If I rise on the wings of the dawn,
if I settle on the far side of the sea,
even there your hand will guide me,
your right hand will hold me fast.
Psalm 139: 9 & 10
As they were written so many, many years ago, the English meaning of these hymn lyrics sometimes don’t come through to those of us on this end of the spectrum. When I looked up the meaning ‘to hold fast’, the words that popped up were: bind, stick to, adhere, cling. So what this song is talking about is how God will stick by us – even if we’re not strong enough to, or if our ‘love is often cold’ towards Him. That’s pretty amazing – that He will hold onto us in spite of our weakness. All we have to do is acknowledge our weakness and realise that we can’t do it on our own. What a hope-filled thought!
This hymn is special to me, as it shows me that human beings are the same the world over, and centuries over! We all feel frail, faithless and useless at times, but what a comfort it is to know – firstly that we are not alone in our feelings (others also have crises of faith), and that God Himself holds us, and sticks close to us because of His great love towards us. Know that you are not alone.

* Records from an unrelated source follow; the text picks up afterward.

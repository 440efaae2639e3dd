use std::path::{Path, PathBuf};

use clap::{Parser, ValueEnum};
use ferris_renderer::{CameraConfig, RenderOptions, RenderStrategy};
use log::LevelFilter;

/// Log levels selectable on the command line
#[derive(Debug, Clone, ValueEnum)]
pub enum LogLevel {
    Error,
    Warn,
    Info,
    Debug,
    Trace,
}

impl From<LogLevel> for LevelFilter {
    fn from(level: LogLevel) -> Self {
        match level {
            LogLevel::Error => LevelFilter::Error,
            LogLevel::Warn => LevelFilter::Warn,
            LogLevel::Info => LevelFilter::Info,
            LogLevel::Debug => LevelFilter::Debug,
            LogLevel::Trace => LevelFilter::Trace,
        }
    }
}

/// Command line arguments
#[derive(Parser, Debug)]
#[command(name = "ferris")]
#[command(about = "Offline path tracer for triangle scenes")]
pub struct Args {
    /// Mesh file (v/f records) placed inside the demo box
    #[arg(long)]
    pub mesh: Option<PathBuf>,

    /// Camera configuration as JSON; missing fields take their defaults
    #[arg(long)]
    pub camera: Option<PathBuf>,

    /// Image width in pixels
    #[arg(long)]
    pub width: Option<u32>,

    /// Samples per pixel (rounded down to a perfect square)
    #[arg(long, short = 's')]
    pub samples: Option<u32>,

    /// Maximum bounce depth
    #[arg(long)]
    pub depth: Option<u32>,

    /// Worker threads for the parallel renderer
    #[arg(long, short = 'j')]
    pub threads: Option<usize>,

    /// Base random seed, for reproducible images
    #[arg(long)]
    pub seed: Option<u64>,

    /// Render on the calling thread, streaming pixels as they finish
    #[arg(long)]
    pub sequential: bool,

    /// Hide the progress bar
    #[arg(long, short = 'q')]
    pub quiet: bool,

    /// Output file (.png writes PNG, anything else PPM); stdout PPM if absent
    #[arg(short, long)]
    pub output: Option<PathBuf>,

    /// Set the logging level
    #[arg(long, value_enum, default_value = "info")]
    pub log_level: LogLevel,
}

impl Args {
    /// Apply the command line overrides on top of a camera configuration.
    pub fn apply_overrides(&self, mut config: CameraConfig) -> CameraConfig {
        if let Some(width) = self.width {
            config.image_width = width;
        }
        if let Some(samples) = self.samples {
            config.samples_per_pixel = samples;
        }
        if let Some(depth) = self.depth {
            config.max_depth = depth;
        }
        config
    }

    pub fn render_options(&self) -> RenderOptions {
        RenderOptions {
            strategy: if self.sequential {
                RenderStrategy::Sequential
            } else {
                RenderStrategy::Parallel
            },
            threads: self.threads,
            seed: self.seed,
            show_progress: !self.quiet,
        }
    }
}

/// Whether `path` selects PNG output.
pub fn is_png(path: &Path) -> bool {
    path.extension()
        .and_then(|ext| ext.to_str())
        .is_some_and(|ext| ext.eq_ignore_ascii_case("png"))
}

#[cfg(test)]
mod tests {
    use super::*;

    #[test]
    fn test_defaults() {
        let args = Args::try_parse_from(["ferris"]).unwrap();

        assert!(args.mesh.is_none());
        assert!(args.output.is_none());
        assert!(matches!(args.log_level, LogLevel::Info));

        let options = args.render_options();
        assert_eq!(options.strategy, RenderStrategy::Parallel);
        assert!(options.show_progress);
        assert_eq!(options.seed, None);
    }

    #[test]
    fn test_overrides_apply_to_config() {
        let args = Args::try_parse_from([
            "ferris", "--width", "64", "-s", "16", "--depth", "3", "--seed", "5", "--sequential", "-q",
        ])
        .unwrap();

        let config = args.apply_overrides(CameraConfig::default().with_lens(40.0, 0.0, 2.0));
        assert_eq!(config.image_width, 64);
        assert_eq!(config.samples_per_pixel, 16);
        assert_eq!(config.max_depth, 3);
        assert_eq!(config.vfov, 40.0);

        let options = args.render_options();
        assert_eq!(options.strategy, RenderStrategy::Sequential);
        assert_eq!(options.seed, Some(5));
        assert!(!options.show_progress);
    }

    #[test]
    fn test_log_level_parsing() {
        let args = Args::try_parse_from(["ferris", "--log-level", "debug"]).unwrap();
        assert_eq!(LevelFilter::from(args.log_level), LevelFilter::Debug);

        assert!(Args::try_parse_from(["ferris", "--log-level", "loud"]).is_err());
    }

    #[test]
    fn test_output_format_selection() {
        assert!(is_png(Path::new("out.png")));
        assert!(is_png(Path::new("renders/OUT.PNG")));
        assert!(!is_png(Path::new("out.ppm")));
        assert!(!is_png(Path::new("out")));
    }
}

The interesting thing about this hymn is that the author was an established Bible teacher, and forged the path for many other women teachers. Another interesting point was that the team that created / performed this song had even travelled to India in the early 1900s (Around 1902 – 1906)! That brings this hymn a little closer to home.
For the backstory on this hymn, please read the details found on this lovely website for hymns. Ada Habershon wrote the hymn with the aim of helping those who were struggling in their faith.

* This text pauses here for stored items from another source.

//! Built-in demo scene: an open-fronted box lit from the ceiling.

use std::path::Path;
use std::sync::Arc;

use ferris_renderer::{
    CameraConfig, Color, DiffuseLight, Lambertian, LoadError, Material, Mesh, Scene, Triangle,
    Vec3,
};

/// Where a loaded mesh's origin lands inside the box.
const MESH_CENTER: Vec3 = Vec3::new(0.0, 1.0, 0.0);

/// Camera looking into the box through its open front.
pub fn demo_camera() -> CameraConfig {
    CameraConfig::default()
        .with_image(1.0, 300)
        .with_quality(64, 20)
        .with_position(Vec3::new(0.0, 2.0, 7.5), Vec3::new(0.0, 2.0, 0.0), Vec3::Y)
        .with_lens(40.0, 0.0, 7.5)
}

/// Add the two triangles of quad `q`, `q + u`, `q + u + v`, `q + v`.
fn quad(scene: &mut Scene, q: Vec3, u: Vec3, v: Vec3, material: &Arc<dyn Material>) {
    scene.add(Triangle::new(q, u, v, Arc::clone(material)));
    scene.add(Triangle::new(q + u + v, -u, -v, Arc::clone(material)));
}

/// Build the box, optionally with a mesh standing on its floor.
pub fn demo_box(mesh: Option<&Path>) -> Result<Scene, LoadError> {
    let mut scene = Scene::new();

    let white: Arc<dyn Material> = Arc::new(Lambertian::new(Color::splat(0.73)));
    let red: Arc<dyn Material> = Arc::new(Lambertian::new(Color::new(0.65, 0.05, 0.05)));
    let green: Arc<dyn Material> = Arc::new(Lambertian::new(Color::new(0.12, 0.45, 0.15)));
    let light: Arc<dyn Material> = Arc::new(DiffuseLight::new(Color::splat(15.0)));

    let x = Vec3::new(4.0, 0.0, 0.0);
    let y = Vec3::new(0.0, 4.0, 0.0);
    let z = Vec3::new(0.0, 0.0, 4.0);
    let corner = Vec3::new(-2.0, 0.0, -2.0);

    quad(&mut scene, corner, z, x, &white); // floor
    quad(&mut scene, corner + y, x, z, &white); // ceiling
    quad(&mut scene, corner, x, y, &white); // back
    quad(&mut scene, corner, y, z, &red); // left
    quad(&mut scene, corner + x, z, y, &green); // right

    // Ceiling light, just below the ceiling
    quad(
        &mut scene,
        Vec3::new(-0.6, 3.99, -0.6),
        Vec3::new(1.2, 0.0, 0.0),
        Vec3::new(0.0, 0.0, 1.2),
        &light,
    );

    if let Some(path) = mesh {
        let material: Arc<dyn Material> = Arc::new(Lambertian::new(Color::new(0.8, 0.8, 0.9)));
        scene.add(Mesh::load(path, material, MESH_CENTER)?);
    }

    log::debug!("Demo scene has {} objects", scene.len());
    Ok(scene)
}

Here’s an interesting anecdote about the hymn, involving Charles M. Alexander (the man who recruited Robert Harkness and was instrumental in making hymns known all over the globe) written by by George C. Stebbins Reminiscences and Gospel Hymn Stories (1924) about Alexander
“Some years ago I was assisting one of the New York pastors in a series of Sunday evening services, which were being held in a well-known theater. Just before the sermon, one evening, a note was handed to me saying that Mr. Alexander was in the audience. I handed it to the pastor, who decided it best to go on with his sermon and to call for Mr. Alexander at the close, which he did. After some persuasion, Mr. Alexander came down from the topmost gallery, accompanied by his pianist, and sang the chorus of “He Will Hold Me Fast,” until the audience had learned it. He then announced that he would present a copy of the song to anyone who would stand up and sing it correctly. A colored man rose in the body of the house and sang it perfectly; after which Alexander said: “Good, my man, are you a Christian?” “Yes, Sah,” responded the negro, “an’ mah name’s Charles Alexander—an’ ahm from Tennessee, too!” My first thought, after the laughter ceased, was, “How will Charlie meet such an unexpected situation?” He lost no time, however, in saying to the man, “Come down here; I want to shake hands with you.” The man walked down to the footlights and Mr. Alexander reached over, took him by the hand and assured him he was glad to meet him; he then requested the fellow to face the audience and offered prayer, which restored the thought of the congregation to the serious subject that had engaged their attention during the evening.”